La Cour de justice de l’Union européenne (CJUE) vient de rendre une décision importante dans le cadre de l’affaire dite Doctipharma. La Cour répond à des questions préjudicielles posées par la cour d’appel de Paris dans une affaire qui dure depuis 2016. Elle fixe ainsi les critères qui permettront à la justice française d’apprécier, ou non, la légalité de l’activité de vente en ligne de médicaments non soumis à prescription médicale.
Dans la configuration de l’affaire, le site Doctipharma (devenu Docmorris) propose à la vente des produits pharmaceutiques et médicaments pouvant être achetés sans ordonnance. Il met en relation les clients et les sites internet des pharmacies : ce sont ces dernières qui gèrent chaque commande qui leur est passée par l’intermédiaire de Doctipharma. Mais l’Union des groupements de pharmaciens d’officine (UDGPO) s’est opposée à cette activité en estimant qu’il s’agit ni plus ni moins que du commerce de médicaments par une personne n’ayant pas la qualité de pharmacien.
Les juridictions françaises ne parvenant pas à avoir une interprétation commune du droit applicable à la situation, la cour d’appel de Paris a demandé à la CJUE de lui dire dans quelle mesure un site comme Doctipharma peut se voir interdire de vendre des médicaments sans ordonnance par internet. La CJUE vient de rendre sa décision, le 29 février 2024, dans laquelle elle expose les critères qu’elle retient.

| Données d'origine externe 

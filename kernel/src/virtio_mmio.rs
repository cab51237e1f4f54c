//! virtio-mmio transport register layout, version 2, and the device feature
//! bits this kernel's single consumer (virtio-blk) cares about. Targets the
//! v2 queue-descriptor-address layout (`QueueDescLow/High`, etc.) rather
//! than the legacy v1 `QUEUE_PFN` scheme.

use core::ptr;

/// Fixed offsets per the virtio-mmio v2 register layout.
#[repr(usize)]
#[allow(dead_code)]
pub enum Reg {
    MagicValue = 0x000,
    Version = 0x004,
    DeviceId = 0x008,
    VendorId = 0x00c,
    DeviceFeatures = 0x010,
    DeviceFeaturesSel = 0x014,
    DriverFeatures = 0x020,
    DriverFeaturesSel = 0x024,
    QueueSel = 0x030,
    QueueNumMax = 0x034,
    QueueNum = 0x038,
    QueueReady = 0x044,
    QueueNotify = 0x050,
    InterruptStatus = 0x060,
    InterruptAck = 0x064,
    Status = 0x070,
    QueueDescLow = 0x080,
    QueueDescHigh = 0x084,
    QueueAvailLow = 0x090,
    QueueAvailHigh = 0x094,
    QueueUsedLow = 0x0a0,
    QueueUsedHigh = 0x0a4,
    ConfigGeneration = 0x0fc,
    Config = 0x100,
}

pub const MAGIC_VALUE: u32 = 0x7472_6976;
pub const VERSION: u32 = 2;

bitflags::bitflags! {
    /// Device status register bits: the "acknowledge -> driver -> features
    /// -> features-ok -> driver-ok" negotiation state machine.
    pub struct Status: u32 {
        const ACKNOWLEDGE = 1;
        const DRIVER = 2;
        const DRIVER_OK = 4;
        const FEATURES_OK = 8;
        const DEVICE_NEEDS_RESET = 64;
        const FAILED = 128;
    }
}

bitflags::bitflags! {
    /// virtio-blk feature bits this driver understands; any other bit the
    /// device advertises is logged and left unacknowledged.
    pub struct BlkFeatures: u32 {
        const RO = 1 << 5;
        const BLK_SIZE = 1 << 6;
        const FLUSH = 1 << 9;
    }
}

/// A single virtio-mmio transport instance, mapped at a fixed MMIO base
/// (`MMU::map_periph`'s result).
pub struct VirtioMmio {
    base: usize,
}

impl VirtioMmio {
    /// # Safety
    /// `base` must be the virtual address of a live virtio-mmio device
    /// register block.
    pub const unsafe fn new(base: usize) -> Self {
        Self { base }
    }

    fn addr(&self, r: Reg) -> *mut u32 {
        (self.base + r as usize) as *mut u32
    }

    pub fn read(&self, r: Reg) -> u32 {
        // SAFETY: `r`'s offset is within the mapped device-register block.
        unsafe { ptr::read_volatile(self.addr(r)) }
    }

    pub fn write(&self, r: Reg, v: u32) {
        // SAFETY: see `read`.
        unsafe { ptr::write_volatile(self.addr(r), v) }
    }

    /// Validates the magic value, version, and device id (2 == block
    /// device), returning `false` (logged by the caller) if anything
    /// doesn't match.
    pub fn probe(&self, want_device_id: u32) -> bool {
        self.read(Reg::MagicValue) == MAGIC_VALUE
            && self.read(Reg::Version) == VERSION
            && self.read(Reg::DeviceId) == want_device_id
    }

    /// Runs the acknowledge -> driver -> features -> features-ok -> driver-ok
    /// state machine. For every bit in `caps` the device advertises, the
    /// corresponding driver-feature bit is set; advertised bits not in
    /// `caps` are logged and left clear.
    pub fn negotiate(&self, caps: u32) -> bool {
        self.write(Reg::Status, 0); // reset
        self.write(Reg::Status, Status::ACKNOWLEDGE.bits());
        self.write(Reg::Status, (Status::ACKNOWLEDGE | Status::DRIVER).bits());

        self.write(Reg::DeviceFeaturesSel, 0);
        let device_features = self.read(Reg::DeviceFeatures);
        let unsupported = device_features & !caps;
        if unsupported != 0 {
            crate::kwarn!("virtio: device advertises unsupported features {:#x}", unsupported);
        }
        let accepted = device_features & caps;
        self.write(Reg::DriverFeaturesSel, 0);
        self.write(Reg::DriverFeatures, accepted);

        self.write(
            Reg::Status,
            (Status::ACKNOWLEDGE | Status::DRIVER | Status::FEATURES_OK).bits(),
        );
        if self.read(Reg::Status) & Status::FEATURES_OK.bits() == 0 {
            crate::kerror!("virtio: device rejected feature set {:#x}", accepted);
            self.write(Reg::Status, Status::FAILED.bits());
            return false;
        }

        self.write(
            Reg::Status,
            (Status::ACKNOWLEDGE | Status::DRIVER | Status::FEATURES_OK | Status::DRIVER_OK).bits(),
        );
        true
    }

    /// Programs queue `queue_sel`'s descriptor/avail/used physical addresses
    /// and marks it ready.
    pub fn attach_queue(&self, queue_sel: u32, len: u32, desc: u64, avail: u64, used: u64) {
        self.write(Reg::QueueSel, queue_sel);
        let max = self.read(Reg::QueueNumMax);
        debug_assert!(max == 0 || len <= max, "queue length exceeds device maximum");
        self.write(Reg::QueueNum, len);
        self.write(Reg::QueueDescLow, desc as u32);
        self.write(Reg::QueueDescHigh, (desc >> 32) as u32);
        self.write(Reg::QueueAvailLow, avail as u32);
        self.write(Reg::QueueAvailHigh, (avail >> 32) as u32);
        self.write(Reg::QueueUsedLow, used as u32);
        self.write(Reg::QueueUsedHigh, (used >> 32) as u32);
        self.write(Reg::QueueReady, 1);
    }

    pub fn notify(&self, queue_sel: u32) {
        self.write(Reg::QueueNotify, queue_sel);
    }

    /// Reads and acknowledges the interrupt-status bits that fired; returns
    /// the bits so the caller can tell a used-buffer notification from a
    /// config-change one.
    pub fn ack_interrupt(&self) -> u32 {
        let bits = self.read(Reg::InterruptStatus);
        self.write(Reg::InterruptAck, bits);
        bits
    }
}

// SAFETY: register accesses are volatile MMIO; callers serialize concurrent
// use with `IrqLock`/`push_off`-`pop_off` (single CPU, interrupts disabled
// during submit).
unsafe impl Sync for VirtioMmio {}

Le degré d’implication dans la vente en ligne de médicaments sans prescription par un “non-pharmacien” : point clef de la réflexion
La CJUE évacue d’abord la question de la qualité du service fourni par Doctipharma. Le juge européen indique ainsi que le fait de proposer un site internet qui met en relation des pharmaciens et des clients pour la vente de médicaments non soumis à prescription médicale, dès lors que cette vente s’effectue à partir des sites des officines de pharmacies abonnées au site, est assimilable à un “service de la société de l’information” au sens du droit européen.
Partant de là, la CJUE propose au juge français d’examiner le degré d’implication du prestataire du service, Doctipharma en l’occurrence, dans l’activité de vente de médicaments sans prescription :
il incombe à la juridiction de renvoi de déterminer, aux termes d’une appréciation purement factuelle, […] la personne, de Doctipharma ou des pharmaciens ayant recours au service qu’elle fournit, qui procède à la vente des médicaments non soumis à prescription.
CJUE, 29 février 2024, affaire Doctipharma C-606/21
Deux directions peuvent alors être prises par le juge français en suivant ce raisonnement.
Soit l’examen de la situation de Doctipharma montre que le prestataire s’implique directement dans la vente, auquel cas un non-pharmacien devient vendeur de médicaments. Dans ce cas, le droit de l’Union européenne “ne s’opposerait pas à l’interdiction de ce service par l’Etat membre sur le territoire duquel [la société] est établie“.
Soit le juge arrive à la conclusion que la société ne fait que proposer une plateforme de mise en relation entre les pharmaciens vendeurs et leurs clients. De fait, le service fourni serait donc “un service propre et distinct de la vente“. Alors “ce service ne pourrait être interdit […] au motif [que la société] participait au commerce électronique de vente de médicaments sans avoir la qualité de pharmacien“.
La CJUE conclut donc en ces termes :
les États membres peuvent […] interdire la fourniture d’un service consistant à mettre en relation, au moyen d’un site Internet, des pharmaciens et des clients pour la vente, à partir des sites d’officines des pharmacies ayant souscrit à ce service, de médicaments non soumis à prescription médicale, s’il s’avère, compte tenu des caractéristiques dudit service, que le prestataire du même service procède lui-même à la vente de tels médicaments sans y être autorisé ou habilité par la législation de l’État membre sur le territoire duquel il est établi.
CJUE, 29 février 2024, affaire Doctipharma C-606/21
Le juge français sait maintenant à quoi s’en tenir pour savoir si un non-pharmacien peut mettre en place un site de vente en ligne de médicaments sans ordonnance. Tout dépend de la qualité de la personne qui réalise effectivement cette vente. Si le prestataire non-pharmacien s’implique, ne serait-ce que d’un cheveu, dans le processus de vente, alors son activité peut être interdite par le droit national.